## WHAT IS NEEDED:
Among the entries that follow, some lines contain the word "signals". Show all of them.

*** Opening EXERCISE MATERIAL ***

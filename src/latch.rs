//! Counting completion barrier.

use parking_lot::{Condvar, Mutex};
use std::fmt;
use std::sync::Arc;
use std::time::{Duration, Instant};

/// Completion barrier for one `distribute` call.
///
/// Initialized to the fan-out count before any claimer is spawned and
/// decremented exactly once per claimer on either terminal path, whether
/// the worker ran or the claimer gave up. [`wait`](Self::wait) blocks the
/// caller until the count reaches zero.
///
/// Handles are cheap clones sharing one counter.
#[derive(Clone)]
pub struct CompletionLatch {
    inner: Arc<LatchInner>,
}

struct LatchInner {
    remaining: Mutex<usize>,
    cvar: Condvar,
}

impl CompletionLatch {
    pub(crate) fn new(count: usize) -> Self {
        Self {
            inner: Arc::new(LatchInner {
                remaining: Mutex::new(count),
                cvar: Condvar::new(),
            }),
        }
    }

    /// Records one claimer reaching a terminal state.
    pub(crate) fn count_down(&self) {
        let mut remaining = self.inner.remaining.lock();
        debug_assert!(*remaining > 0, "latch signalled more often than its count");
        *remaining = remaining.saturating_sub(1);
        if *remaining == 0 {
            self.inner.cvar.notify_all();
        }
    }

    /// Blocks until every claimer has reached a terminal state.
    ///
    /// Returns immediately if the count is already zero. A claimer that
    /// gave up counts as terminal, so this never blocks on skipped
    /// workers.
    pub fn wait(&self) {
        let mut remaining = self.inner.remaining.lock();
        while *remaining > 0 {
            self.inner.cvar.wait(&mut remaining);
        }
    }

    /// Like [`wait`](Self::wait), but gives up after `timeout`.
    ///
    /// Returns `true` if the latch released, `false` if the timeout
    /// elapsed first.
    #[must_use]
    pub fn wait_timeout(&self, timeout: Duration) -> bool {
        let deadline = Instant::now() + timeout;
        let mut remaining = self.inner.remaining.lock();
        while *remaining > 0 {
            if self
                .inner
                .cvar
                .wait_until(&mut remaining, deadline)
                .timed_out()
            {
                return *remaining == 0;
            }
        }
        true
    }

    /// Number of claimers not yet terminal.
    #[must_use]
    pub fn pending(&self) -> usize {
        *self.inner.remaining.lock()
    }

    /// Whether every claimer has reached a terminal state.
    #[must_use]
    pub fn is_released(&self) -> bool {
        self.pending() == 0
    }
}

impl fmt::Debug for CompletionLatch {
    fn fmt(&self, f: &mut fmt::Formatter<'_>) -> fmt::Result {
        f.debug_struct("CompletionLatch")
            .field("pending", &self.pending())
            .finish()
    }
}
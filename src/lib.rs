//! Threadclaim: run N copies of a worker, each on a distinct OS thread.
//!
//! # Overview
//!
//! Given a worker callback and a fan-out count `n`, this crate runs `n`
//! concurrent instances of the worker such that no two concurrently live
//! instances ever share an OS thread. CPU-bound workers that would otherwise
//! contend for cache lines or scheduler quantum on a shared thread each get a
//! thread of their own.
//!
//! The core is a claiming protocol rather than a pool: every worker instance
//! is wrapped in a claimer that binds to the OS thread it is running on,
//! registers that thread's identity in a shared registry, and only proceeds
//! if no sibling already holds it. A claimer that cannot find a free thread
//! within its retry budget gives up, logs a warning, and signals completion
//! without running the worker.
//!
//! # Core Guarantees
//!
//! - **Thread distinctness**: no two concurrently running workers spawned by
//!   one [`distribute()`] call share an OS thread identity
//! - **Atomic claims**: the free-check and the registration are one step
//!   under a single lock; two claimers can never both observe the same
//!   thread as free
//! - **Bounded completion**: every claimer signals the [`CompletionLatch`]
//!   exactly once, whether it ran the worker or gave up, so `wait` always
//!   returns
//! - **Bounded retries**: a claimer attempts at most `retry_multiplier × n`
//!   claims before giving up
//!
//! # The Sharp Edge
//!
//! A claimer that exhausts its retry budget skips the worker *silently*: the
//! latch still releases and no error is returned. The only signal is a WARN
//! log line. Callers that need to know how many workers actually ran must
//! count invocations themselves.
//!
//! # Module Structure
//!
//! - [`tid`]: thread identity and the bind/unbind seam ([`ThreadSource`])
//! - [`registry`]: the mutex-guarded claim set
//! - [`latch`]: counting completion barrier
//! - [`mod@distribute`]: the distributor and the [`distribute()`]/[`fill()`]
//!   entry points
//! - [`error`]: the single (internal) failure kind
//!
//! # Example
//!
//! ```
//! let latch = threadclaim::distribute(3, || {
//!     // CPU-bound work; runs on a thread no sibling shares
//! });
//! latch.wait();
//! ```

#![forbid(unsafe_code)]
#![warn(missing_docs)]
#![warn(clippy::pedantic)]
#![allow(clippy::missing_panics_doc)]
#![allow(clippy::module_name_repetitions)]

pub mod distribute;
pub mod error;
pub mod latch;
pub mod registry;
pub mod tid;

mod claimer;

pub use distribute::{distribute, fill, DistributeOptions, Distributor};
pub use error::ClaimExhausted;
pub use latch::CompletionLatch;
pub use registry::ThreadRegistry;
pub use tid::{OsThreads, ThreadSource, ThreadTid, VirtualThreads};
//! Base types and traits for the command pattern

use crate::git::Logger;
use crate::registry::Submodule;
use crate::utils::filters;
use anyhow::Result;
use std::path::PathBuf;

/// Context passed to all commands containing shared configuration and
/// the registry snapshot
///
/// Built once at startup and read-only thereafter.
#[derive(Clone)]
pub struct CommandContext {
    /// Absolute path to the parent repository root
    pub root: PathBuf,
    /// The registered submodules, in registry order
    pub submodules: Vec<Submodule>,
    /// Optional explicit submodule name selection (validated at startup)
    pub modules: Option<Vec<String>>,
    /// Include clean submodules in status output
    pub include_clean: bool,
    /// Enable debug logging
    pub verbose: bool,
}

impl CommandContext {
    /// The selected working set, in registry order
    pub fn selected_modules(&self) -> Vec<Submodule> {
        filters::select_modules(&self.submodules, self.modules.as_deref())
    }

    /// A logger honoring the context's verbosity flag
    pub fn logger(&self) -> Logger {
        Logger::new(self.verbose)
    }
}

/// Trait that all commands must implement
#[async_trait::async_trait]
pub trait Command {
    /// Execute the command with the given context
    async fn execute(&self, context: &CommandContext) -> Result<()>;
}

*** Closing EXERCISE MATERIAL ***

## RESULT OF THE TASK:
//! within its retry budget gives up, logs a warning, and signals completion
//! - **Bounded completion**: every claimer signals the [`CompletionLatch`]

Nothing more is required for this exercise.